§ **ASSIGNMENT**
Among these records, which lines include "filter"? Copy them out.
*** EXTRACTED INFORMATION ***
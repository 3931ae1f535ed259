//! One-message exchange protocol.
//!
//! The exchanger drives the full lifecycle of relaying a single user message:
//! 1. Ensure a thread exists (create one if the caller holds none)
//! 2. Post the user message to the thread
//! 3. Start a run of the assistant against the thread
//! 4. Poll run status on a fixed interval, up to a capped attempt count
//! 5. On completion, fetch the thread's messages and extract the reply
//!
//! Every failure path resolves to an [`ExchangeError`] value; nothing in the
//! exchange may take the host process down.

use std::sync::Arc;
use std::time::Duration;

use super::{AssistantApi, MessageRole, RunId, RunStatus, ThreadId, ThreadMessage};

/// Timing knobs for the run poll loop.
#[derive(Debug, Clone, Copy)]
pub struct ExchangeSettings {
    /// Fixed wait between run-status polls.
    pub poll_interval: Duration,
    /// Maximum number of status polls before the run is declared stuck.
    pub poll_max_attempts: u32,
}

impl Default for ExchangeSettings {
    fn default() -> Self {
        Self {
            poll_interval: Duration::from_secs(2),
            poll_max_attempts: 60,
        }
    }
}

/// Errors produced by a message exchange.
#[derive(Debug, thiserror::Error)]
pub enum ExchangeError {
    /// A remote call failed (transport error or non-OK status).
    #[error("assistant API call failed: {0}")]
    Api(#[from] anyhow::Error),
    /// The run reached a terminal state other than completed.
    #[error("run ended with status {status:?}")]
    RunFailed {
        /// The terminal status reported by the provider.
        status: RunStatus,
    },
    /// The run stayed pending past the poll cap.
    #[error("run did not complete after {attempts} poll attempts")]
    RunTimedOut {
        /// How many polls were made before giving up.
        attempts: u32,
    },
    /// The thread held no assistant reply in the expected shape.
    #[error("assistant reply had an unexpected shape")]
    UnexpectedShape,
}

/// Drives the exchange protocol against an [`AssistantApi`] backend.
#[derive(Clone)]
pub struct Exchanger {
    api: Arc<dyn AssistantApi>,
    assistant_id: String,
    settings: ExchangeSettings,
}

impl std::fmt::Debug for Exchanger {
    fn fmt(&self, f: &mut std::fmt::Formatter<'_>) -> std::fmt::Result {
        f.debug_struct("Exchanger")
            .field("assistant_id", &self.assistant_id)
            .field("settings", &self.settings)
            .finish()
    }
}

impl Exchanger {
    /// Create a new exchanger over the given backend.
    pub fn new(
        api: Arc<dyn AssistantApi>,
        assistant_id: impl Into<String>,
        settings: ExchangeSettings,
    ) -> Self {
        Self {
            api,
            assistant_id: assistant_id.into(),
            settings,
        }
    }

    /// Relay one user message and return the thread id and assistant reply.
    ///
    /// When `thread_id` is `None` a thread is created first; exactly one
    /// create-thread call precedes the first post-message call. The returned
    /// thread id must be passed back on the next exchange to keep the
    /// conversation on a single thread.
    pub async fn exchange(
        &self,
        thread_id: Option<ThreadId>,
        message: &str,
    ) -> Result<(ThreadId, String), ExchangeError> {
        let thread = match thread_id {
            Some(t) => t,
            None => {
                let t = self.api.create_thread().await?;
                tracing::info!(thread_id = %t, "Created conversation thread");
                t
            }
        };

        self.api
            .post_message(&thread, MessageRole::User, message)
            .await?;

        let run = self.api.create_run(&thread, &self.assistant_id).await?;
        tracing::debug!(thread_id = %thread, run_id = %run, "Run started");

        self.wait_for_run(&thread, &run).await?;

        let messages = self.api.list_messages(&thread).await?;
        let reply = extract_reply(&messages).ok_or(ExchangeError::UnexpectedShape)?;

        tracing::info!(
            thread_id = %thread,
            run_id = %run,
            reply_length = reply.len(),
            "Exchange complete"
        );

        Ok((thread, reply.to_string()))
    }

    /// Poll run status until it completes, fails, or the attempt cap is hit.
    async fn wait_for_run(&self, thread: &ThreadId, run: &RunId) -> Result<(), ExchangeError> {
        let max = self.settings.poll_max_attempts.max(1);

        for attempt in 1..=max {
            let status = self.api.run_status(thread, run).await?;
            tracing::debug!(
                thread_id = %thread,
                run_id = %run,
                attempt,
                status = ?status,
                "Run status polled"
            );

            if status == RunStatus::Completed {
                return Ok(());
            }
            if !status.is_pending() {
                return Err(ExchangeError::RunFailed { status });
            }
            if attempt < max {
                tokio::time::sleep(self.settings.poll_interval).await;
            }
        }

        Err(ExchangeError::RunTimedOut { attempts: max })
    }
}

/// First assistant entry's first text part, per the provider's newest-first
/// message ordering.
fn extract_reply(messages: &[ThreadMessage]) -> Option<&str> {
    messages
        .iter()
        .find(|m| m.role == MessageRole::Assistant)
        .and_then(ThreadMessage::text)
}

#[cfg(test)]
mod tests {
    use std::collections::VecDeque;
    use std::sync::Mutex;

    use super::*;
    use crate::assistant::{ContentPart, TextValue};

    /// Scripted backend recording the calls the exchanger makes.
    #[derive(Default)]
    struct ScriptedApi {
        statuses: Mutex<VecDeque<RunStatus>>,
        replies: Mutex<Vec<ThreadMessage>>,
        calls: Mutex<Vec<String>>,
    }

    impl ScriptedApi {
        fn with_statuses(statuses: &[RunStatus]) -> Self {
            Self {
                statuses: Mutex::new(statuses.iter().copied().collect()),
                replies: Mutex::new(vec![assistant_message("scripted reply")]),
                calls: Mutex::new(Vec::new()),
            }
        }

        fn record(&self, call: impl Into<String>) {
            self.calls.lock().unwrap().push(call.into());
        }

        fn calls(&self) -> Vec<String> {
            self.calls.lock().unwrap().clone()
        }
    }

    fn assistant_message(text: &str) -> ThreadMessage {
        ThreadMessage {
            role: MessageRole::Assistant,
            content: vec![ContentPart {
                text: Some(TextValue {
                    value: text.to_string(),
                }),
            }],
        }
    }

    fn user_message(text: &str) -> ThreadMessage {
        ThreadMessage {
            role: MessageRole::User,
            content: vec![ContentPart {
                text: Some(TextValue {
                    value: text.to_string(),
                }),
            }],
        }
    }

    #[async_trait::async_trait]
    impl AssistantApi for ScriptedApi {
        async fn create_thread(&self) -> anyhow::Result<ThreadId> {
            self.record("create_thread");
            Ok(ThreadId("thread-1".to_string()))
        }

        async fn post_message(
            &self,
            thread: &ThreadId,
            role: MessageRole,
            _content: &str,
        ) -> anyhow::Result<()> {
            self.record(format!("post_message:{thread}:{role}"));
            Ok(())
        }

        async fn create_run(
            &self,
            _thread: &ThreadId,
            assistant_id: &str,
        ) -> anyhow::Result<RunId> {
            self.record(format!("create_run:{assistant_id}"));
            Ok(RunId("run-1".to_string()))
        }

        async fn run_status(&self, _thread: &ThreadId, _run: &RunId) -> anyhow::Result<RunStatus> {
            self.record("run_status");
            let mut guard = self.statuses.lock().unwrap();
            Ok(guard.pop_front().unwrap_or(RunStatus::InProgress))
        }

        async fn list_messages(&self, _thread: &ThreadId) -> anyhow::Result<Vec<ThreadMessage>> {
            self.record("list_messages");
            Ok(self.replies.lock().unwrap().clone())
        }
    }

    fn fast_settings(max_attempts: u32) -> ExchangeSettings {
        ExchangeSettings {
            poll_interval: Duration::from_millis(1),
            poll_max_attempts: max_attempts,
        }
    }

    #[tokio::test(start_paused = true)]
    async fn creates_thread_exactly_once_before_first_post() {
        let api = Arc::new(ScriptedApi::with_statuses(&[RunStatus::Completed]));
        let exchanger = Exchanger::new(Arc::clone(&api) as Arc<dyn AssistantApi>, "asst-1", fast_settings(5));

        let (thread, reply) = exchanger.exchange(None, "Hello").await.unwrap();
        assert_eq!(thread.as_str(), "thread-1");
        assert_eq!(reply, "scripted reply");

        let calls = api.calls();
        assert_eq!(calls[0], "create_thread");
        assert_eq!(calls[1], "post_message:thread-1:user");
        assert_eq!(calls.iter().filter(|c| *c == "create_thread").count(), 1);
    }

    #[tokio::test(start_paused = true)]
    async fn reuses_supplied_thread_without_creating() {
        let api = Arc::new(ScriptedApi::with_statuses(&[RunStatus::Completed]));
        let exchanger = Exchanger::new(Arc::clone(&api) as Arc<dyn AssistantApi>, "asst-1", fast_settings(5));

        let held = ThreadId("thread-held".to_string());
        let (thread, _) = exchanger.exchange(Some(held.clone()), "again").await.unwrap();
        assert_eq!(thread, held);

        let calls = api.calls();
        assert!(!calls.contains(&"create_thread".to_string()));
        assert_eq!(calls[0], "post_message:thread-held:user");
    }

    #[tokio::test(start_paused = true)]
    async fn polls_until_completed_then_lists_once() {
        let api = Arc::new(ScriptedApi::with_statuses(&[
            RunStatus::Queued,
            RunStatus::InProgress,
            RunStatus::InProgress,
            RunStatus::Completed,
        ]));
        let exchanger = Exchanger::new(Arc::clone(&api) as Arc<dyn AssistantApi>, "asst-1", fast_settings(10));

        exchanger.exchange(None, "poll me").await.unwrap();

        let calls = api.calls();
        assert_eq!(calls.iter().filter(|c| *c == "run_status").count(), 4);
        assert_eq!(calls.iter().filter(|c| *c == "list_messages").count(), 1);
        // list_messages comes strictly after the last poll
        assert_eq!(calls.last().unwrap(), "list_messages");
    }

    #[tokio::test(start_paused = true)]
    async fn stuck_run_times_out_at_the_cap() {
        let api = Arc::new(ScriptedApi::with_statuses(&[]));
        let exchanger = Exchanger::new(Arc::clone(&api) as Arc<dyn AssistantApi>, "asst-1", fast_settings(3));

        let err = exchanger.exchange(None, "never done").await.unwrap_err();
        match err {
            ExchangeError::RunTimedOut { attempts } => assert_eq!(attempts, 3),
            other => panic!("expected RunTimedOut, got {other:?}"),
        }

        let calls = api.calls();
        assert_eq!(calls.iter().filter(|c| *c == "run_status").count(), 3);
        assert!(!calls.contains(&"list_messages".to_string()));
    }

    #[tokio::test(start_paused = true)]
    async fn failed_run_surfaces_terminal_status() {
        let api = Arc::new(ScriptedApi::with_statuses(&[
            RunStatus::InProgress,
            RunStatus::Failed,
        ]));
        let exchanger = Exchanger::new(Arc::clone(&api) as Arc<dyn AssistantApi>, "asst-1", fast_settings(10));

        let err = exchanger.exchange(None, "boom").await.unwrap_err();
        match err {
            ExchangeError::RunFailed { status } => assert_eq!(status, RunStatus::Failed),
            other => panic!("expected RunFailed, got {other:?}"),
        }
    }

    #[tokio::test(start_paused = true)]
    async fn reply_is_first_assistant_entry() {
        let api = Arc::new(ScriptedApi::with_statuses(&[RunStatus::Completed]));
        // Newest-first listing: assistant reply, then the user's own message,
        // then an older assistant reply.
        *api.replies.lock().unwrap() = vec![
            assistant_message("newest reply"),
            user_message("question"),
            assistant_message("older reply"),
        ];
        let exchanger = Exchanger::new(Arc::clone(&api) as Arc<dyn AssistantApi>, "asst-1", fast_settings(5));

        let (_, reply) = exchanger.exchange(None, "question").await.unwrap();
        assert_eq!(reply, "newest reply");
    }

    #[tokio::test(start_paused = true)]
    async fn missing_assistant_reply_is_unexpected_shape() {
        let api = Arc::new(ScriptedApi::with_statuses(&[RunStatus::Completed]));
        *api.replies.lock().unwrap() = vec![user_message("only me here")];
        let exchanger = Exchanger::new(Arc::clone(&api) as Arc<dyn AssistantApi>, "asst-1", fast_settings(5));

        let err = exchanger.exchange(None, "hello").await.unwrap_err();
        assert!(matches!(err, ExchangeError::UnexpectedShape));
    }
}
*** End of EXTRACTED INFORMATION ***
§ **YOUR RESPONSE**
        assert_eq!(calls.iter().filter(|c| *c == "create_thread").count(), 1);
        assert_eq!(calls.iter().filter(|c| *c == "run_status").count(), 4);
        assert_eq!(calls.iter().filter(|c| *c == "list_messages").count(), 1);
        assert_eq!(calls.iter().filter(|c| *c == "run_status").count(), 3);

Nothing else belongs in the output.